INSTRUCTIONS FOR THE TASK: Which lines in the records below contain the word "exited"? Copy each of them.

(Records excerpted from a collection)

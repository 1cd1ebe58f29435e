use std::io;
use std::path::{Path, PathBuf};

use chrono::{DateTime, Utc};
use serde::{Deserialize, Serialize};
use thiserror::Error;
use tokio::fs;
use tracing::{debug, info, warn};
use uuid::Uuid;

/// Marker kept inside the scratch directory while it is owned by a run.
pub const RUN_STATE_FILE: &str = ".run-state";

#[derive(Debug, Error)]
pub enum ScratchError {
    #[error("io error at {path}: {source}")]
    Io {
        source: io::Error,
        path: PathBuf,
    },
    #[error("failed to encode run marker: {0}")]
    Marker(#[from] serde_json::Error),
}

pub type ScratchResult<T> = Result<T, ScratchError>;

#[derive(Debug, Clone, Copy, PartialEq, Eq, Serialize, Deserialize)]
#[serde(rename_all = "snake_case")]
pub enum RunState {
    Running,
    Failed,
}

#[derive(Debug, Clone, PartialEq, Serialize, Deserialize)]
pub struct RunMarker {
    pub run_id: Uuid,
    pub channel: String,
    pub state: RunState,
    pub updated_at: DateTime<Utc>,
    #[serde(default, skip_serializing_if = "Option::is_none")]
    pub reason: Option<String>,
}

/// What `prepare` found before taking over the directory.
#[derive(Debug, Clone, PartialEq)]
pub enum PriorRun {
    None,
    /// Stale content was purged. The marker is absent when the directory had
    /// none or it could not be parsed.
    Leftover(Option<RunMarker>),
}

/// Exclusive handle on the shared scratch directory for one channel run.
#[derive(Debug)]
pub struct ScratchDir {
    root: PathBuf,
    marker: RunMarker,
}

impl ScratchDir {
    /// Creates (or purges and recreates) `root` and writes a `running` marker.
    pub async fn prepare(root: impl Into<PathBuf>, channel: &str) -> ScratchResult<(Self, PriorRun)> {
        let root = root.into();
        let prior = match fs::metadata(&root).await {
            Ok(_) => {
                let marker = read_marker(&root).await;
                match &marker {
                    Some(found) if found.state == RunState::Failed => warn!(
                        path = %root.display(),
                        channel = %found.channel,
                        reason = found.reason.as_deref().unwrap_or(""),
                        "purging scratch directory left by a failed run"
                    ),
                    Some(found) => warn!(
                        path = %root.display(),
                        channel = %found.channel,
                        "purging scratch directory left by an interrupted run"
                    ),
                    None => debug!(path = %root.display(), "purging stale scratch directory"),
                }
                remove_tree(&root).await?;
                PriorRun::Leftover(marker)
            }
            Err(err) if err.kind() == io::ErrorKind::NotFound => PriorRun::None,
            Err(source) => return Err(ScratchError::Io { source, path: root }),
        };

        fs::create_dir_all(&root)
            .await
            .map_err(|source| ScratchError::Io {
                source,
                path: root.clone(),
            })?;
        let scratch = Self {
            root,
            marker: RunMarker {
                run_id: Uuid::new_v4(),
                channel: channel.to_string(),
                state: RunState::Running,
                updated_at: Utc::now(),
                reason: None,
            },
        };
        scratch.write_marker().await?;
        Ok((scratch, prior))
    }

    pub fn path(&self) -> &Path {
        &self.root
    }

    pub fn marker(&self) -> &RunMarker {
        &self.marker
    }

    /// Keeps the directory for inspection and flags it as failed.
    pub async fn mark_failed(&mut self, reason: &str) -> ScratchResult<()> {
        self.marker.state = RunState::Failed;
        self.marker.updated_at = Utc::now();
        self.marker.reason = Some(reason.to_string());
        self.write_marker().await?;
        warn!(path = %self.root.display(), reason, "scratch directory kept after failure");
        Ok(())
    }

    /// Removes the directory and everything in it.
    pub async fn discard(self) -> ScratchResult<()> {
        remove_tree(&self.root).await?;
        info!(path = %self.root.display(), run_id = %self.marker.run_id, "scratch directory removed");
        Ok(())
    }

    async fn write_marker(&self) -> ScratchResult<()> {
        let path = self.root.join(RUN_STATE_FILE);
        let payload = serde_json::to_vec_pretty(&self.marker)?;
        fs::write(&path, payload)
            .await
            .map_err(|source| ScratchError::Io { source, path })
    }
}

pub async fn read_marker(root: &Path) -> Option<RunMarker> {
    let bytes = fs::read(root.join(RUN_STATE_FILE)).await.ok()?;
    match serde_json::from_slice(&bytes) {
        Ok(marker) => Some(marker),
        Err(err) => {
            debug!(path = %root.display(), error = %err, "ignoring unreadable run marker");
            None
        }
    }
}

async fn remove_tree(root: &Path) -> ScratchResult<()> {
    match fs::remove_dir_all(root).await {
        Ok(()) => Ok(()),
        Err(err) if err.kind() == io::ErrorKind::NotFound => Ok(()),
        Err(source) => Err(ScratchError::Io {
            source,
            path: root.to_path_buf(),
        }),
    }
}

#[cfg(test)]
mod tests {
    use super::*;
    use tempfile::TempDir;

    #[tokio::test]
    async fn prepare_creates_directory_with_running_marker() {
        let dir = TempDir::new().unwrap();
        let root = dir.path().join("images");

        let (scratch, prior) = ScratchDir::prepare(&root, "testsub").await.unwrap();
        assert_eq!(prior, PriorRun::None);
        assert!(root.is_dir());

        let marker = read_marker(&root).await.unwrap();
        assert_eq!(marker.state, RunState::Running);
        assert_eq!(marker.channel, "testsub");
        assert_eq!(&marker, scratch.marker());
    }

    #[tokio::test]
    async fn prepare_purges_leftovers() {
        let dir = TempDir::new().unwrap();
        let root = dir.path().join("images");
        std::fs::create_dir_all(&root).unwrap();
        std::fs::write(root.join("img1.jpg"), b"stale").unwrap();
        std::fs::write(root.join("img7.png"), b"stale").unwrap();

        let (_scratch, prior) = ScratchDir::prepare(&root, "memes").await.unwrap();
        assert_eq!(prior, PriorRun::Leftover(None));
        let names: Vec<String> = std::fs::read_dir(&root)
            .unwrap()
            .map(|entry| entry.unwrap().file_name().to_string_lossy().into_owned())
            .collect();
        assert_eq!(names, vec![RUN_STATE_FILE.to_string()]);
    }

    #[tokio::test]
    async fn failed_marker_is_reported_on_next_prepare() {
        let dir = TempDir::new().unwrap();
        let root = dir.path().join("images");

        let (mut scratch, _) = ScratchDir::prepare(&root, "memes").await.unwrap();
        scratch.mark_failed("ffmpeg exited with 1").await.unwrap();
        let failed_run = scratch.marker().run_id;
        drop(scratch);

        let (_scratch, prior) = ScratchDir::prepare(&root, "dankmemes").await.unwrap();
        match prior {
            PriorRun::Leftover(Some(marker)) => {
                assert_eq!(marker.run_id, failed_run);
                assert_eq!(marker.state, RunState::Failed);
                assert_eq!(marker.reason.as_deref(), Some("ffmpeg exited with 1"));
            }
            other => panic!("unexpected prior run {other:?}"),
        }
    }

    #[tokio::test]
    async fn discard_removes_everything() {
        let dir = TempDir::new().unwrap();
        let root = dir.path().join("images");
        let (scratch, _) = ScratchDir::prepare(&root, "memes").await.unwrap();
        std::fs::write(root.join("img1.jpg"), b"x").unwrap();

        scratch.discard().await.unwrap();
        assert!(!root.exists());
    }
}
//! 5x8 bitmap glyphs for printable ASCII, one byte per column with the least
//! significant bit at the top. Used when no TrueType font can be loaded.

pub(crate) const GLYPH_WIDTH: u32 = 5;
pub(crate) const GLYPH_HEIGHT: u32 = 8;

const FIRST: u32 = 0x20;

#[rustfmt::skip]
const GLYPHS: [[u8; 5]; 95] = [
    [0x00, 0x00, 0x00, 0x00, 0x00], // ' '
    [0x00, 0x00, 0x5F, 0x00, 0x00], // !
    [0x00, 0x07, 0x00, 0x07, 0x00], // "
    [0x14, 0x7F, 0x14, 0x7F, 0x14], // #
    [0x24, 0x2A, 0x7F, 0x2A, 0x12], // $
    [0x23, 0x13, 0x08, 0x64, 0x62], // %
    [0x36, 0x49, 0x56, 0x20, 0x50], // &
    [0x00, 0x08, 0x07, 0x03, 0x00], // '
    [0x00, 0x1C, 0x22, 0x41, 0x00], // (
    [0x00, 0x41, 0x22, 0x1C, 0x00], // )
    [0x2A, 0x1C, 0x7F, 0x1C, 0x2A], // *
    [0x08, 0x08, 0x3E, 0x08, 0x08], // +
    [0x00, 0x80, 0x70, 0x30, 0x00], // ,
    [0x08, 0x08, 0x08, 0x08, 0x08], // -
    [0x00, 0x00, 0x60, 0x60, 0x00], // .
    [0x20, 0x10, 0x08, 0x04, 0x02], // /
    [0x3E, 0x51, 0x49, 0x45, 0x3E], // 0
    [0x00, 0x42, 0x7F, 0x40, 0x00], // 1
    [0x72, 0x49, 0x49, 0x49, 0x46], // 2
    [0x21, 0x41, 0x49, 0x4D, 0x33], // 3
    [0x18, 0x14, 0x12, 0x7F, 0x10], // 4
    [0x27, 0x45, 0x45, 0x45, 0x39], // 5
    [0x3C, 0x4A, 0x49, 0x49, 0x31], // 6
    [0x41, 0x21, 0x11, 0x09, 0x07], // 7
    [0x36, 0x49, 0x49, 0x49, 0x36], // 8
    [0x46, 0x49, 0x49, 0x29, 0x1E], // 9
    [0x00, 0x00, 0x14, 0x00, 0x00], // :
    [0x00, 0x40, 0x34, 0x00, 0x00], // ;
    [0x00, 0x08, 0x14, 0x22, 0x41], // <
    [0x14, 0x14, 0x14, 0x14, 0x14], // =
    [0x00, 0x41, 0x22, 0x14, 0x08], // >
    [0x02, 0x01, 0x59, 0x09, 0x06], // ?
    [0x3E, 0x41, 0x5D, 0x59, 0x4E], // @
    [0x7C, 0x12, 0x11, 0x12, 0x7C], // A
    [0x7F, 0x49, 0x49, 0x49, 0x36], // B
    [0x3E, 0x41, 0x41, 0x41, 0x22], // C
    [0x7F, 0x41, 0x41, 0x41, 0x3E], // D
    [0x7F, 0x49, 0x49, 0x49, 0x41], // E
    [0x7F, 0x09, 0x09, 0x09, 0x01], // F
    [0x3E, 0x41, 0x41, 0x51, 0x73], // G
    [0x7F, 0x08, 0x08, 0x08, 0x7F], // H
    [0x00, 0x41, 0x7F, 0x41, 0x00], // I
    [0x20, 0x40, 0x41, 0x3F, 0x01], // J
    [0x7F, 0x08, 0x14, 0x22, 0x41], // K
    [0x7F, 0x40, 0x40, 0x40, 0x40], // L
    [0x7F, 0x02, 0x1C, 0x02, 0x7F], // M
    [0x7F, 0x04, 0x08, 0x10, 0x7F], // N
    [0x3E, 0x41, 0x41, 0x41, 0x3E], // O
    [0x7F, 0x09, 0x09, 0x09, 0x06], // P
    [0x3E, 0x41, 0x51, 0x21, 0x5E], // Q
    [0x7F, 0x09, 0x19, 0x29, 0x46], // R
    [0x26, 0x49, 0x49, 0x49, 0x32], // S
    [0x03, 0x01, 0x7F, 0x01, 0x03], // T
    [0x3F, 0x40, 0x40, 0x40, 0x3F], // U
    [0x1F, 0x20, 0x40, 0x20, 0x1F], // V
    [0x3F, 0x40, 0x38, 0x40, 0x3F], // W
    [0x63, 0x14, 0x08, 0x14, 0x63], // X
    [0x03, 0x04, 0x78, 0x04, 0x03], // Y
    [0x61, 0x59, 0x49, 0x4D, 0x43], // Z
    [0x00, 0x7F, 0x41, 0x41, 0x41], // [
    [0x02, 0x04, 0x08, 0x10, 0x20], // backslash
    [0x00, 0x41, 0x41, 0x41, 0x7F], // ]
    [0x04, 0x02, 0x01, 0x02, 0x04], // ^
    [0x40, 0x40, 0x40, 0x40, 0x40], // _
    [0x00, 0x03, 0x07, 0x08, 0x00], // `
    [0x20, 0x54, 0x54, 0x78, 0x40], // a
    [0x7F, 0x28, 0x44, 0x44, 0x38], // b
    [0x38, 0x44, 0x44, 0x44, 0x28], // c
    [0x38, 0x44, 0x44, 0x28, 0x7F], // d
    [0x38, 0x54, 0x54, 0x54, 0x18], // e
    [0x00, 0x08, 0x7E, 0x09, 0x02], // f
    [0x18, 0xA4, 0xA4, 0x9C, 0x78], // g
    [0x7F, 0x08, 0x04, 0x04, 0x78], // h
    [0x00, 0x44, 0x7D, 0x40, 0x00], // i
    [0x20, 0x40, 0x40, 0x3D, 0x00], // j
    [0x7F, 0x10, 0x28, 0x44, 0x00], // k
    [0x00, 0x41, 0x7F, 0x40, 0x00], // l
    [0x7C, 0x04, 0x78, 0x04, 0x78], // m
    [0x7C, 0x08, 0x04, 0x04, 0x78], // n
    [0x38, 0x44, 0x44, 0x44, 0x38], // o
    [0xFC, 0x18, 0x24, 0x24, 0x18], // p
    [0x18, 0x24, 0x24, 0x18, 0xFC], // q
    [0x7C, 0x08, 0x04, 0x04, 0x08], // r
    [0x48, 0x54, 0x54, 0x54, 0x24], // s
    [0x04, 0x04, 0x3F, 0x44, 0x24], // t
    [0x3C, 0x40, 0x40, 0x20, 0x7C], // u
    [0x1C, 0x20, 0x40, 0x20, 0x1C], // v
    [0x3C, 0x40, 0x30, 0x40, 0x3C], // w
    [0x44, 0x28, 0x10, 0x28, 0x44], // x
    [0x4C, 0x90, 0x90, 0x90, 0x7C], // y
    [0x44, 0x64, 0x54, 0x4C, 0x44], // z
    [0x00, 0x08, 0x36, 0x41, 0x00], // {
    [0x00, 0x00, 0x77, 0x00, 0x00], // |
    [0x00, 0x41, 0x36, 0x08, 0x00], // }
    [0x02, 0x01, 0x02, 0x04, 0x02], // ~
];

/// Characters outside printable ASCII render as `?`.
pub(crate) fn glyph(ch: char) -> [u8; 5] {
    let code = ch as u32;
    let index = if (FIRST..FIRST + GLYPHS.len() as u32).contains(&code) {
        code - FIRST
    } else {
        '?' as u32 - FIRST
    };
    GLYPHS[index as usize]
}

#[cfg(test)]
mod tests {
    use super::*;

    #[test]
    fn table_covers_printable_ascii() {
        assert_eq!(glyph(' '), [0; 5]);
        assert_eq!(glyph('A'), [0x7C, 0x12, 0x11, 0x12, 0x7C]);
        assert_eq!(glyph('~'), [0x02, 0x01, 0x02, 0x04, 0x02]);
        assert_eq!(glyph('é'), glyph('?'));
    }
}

RESPONSE AREA:
        scratch.mark_failed("ffmpeg exited with 1").await.unwrap();
                assert_eq!(marker.reason.as_deref(), Some("ffmpeg exited with 1"));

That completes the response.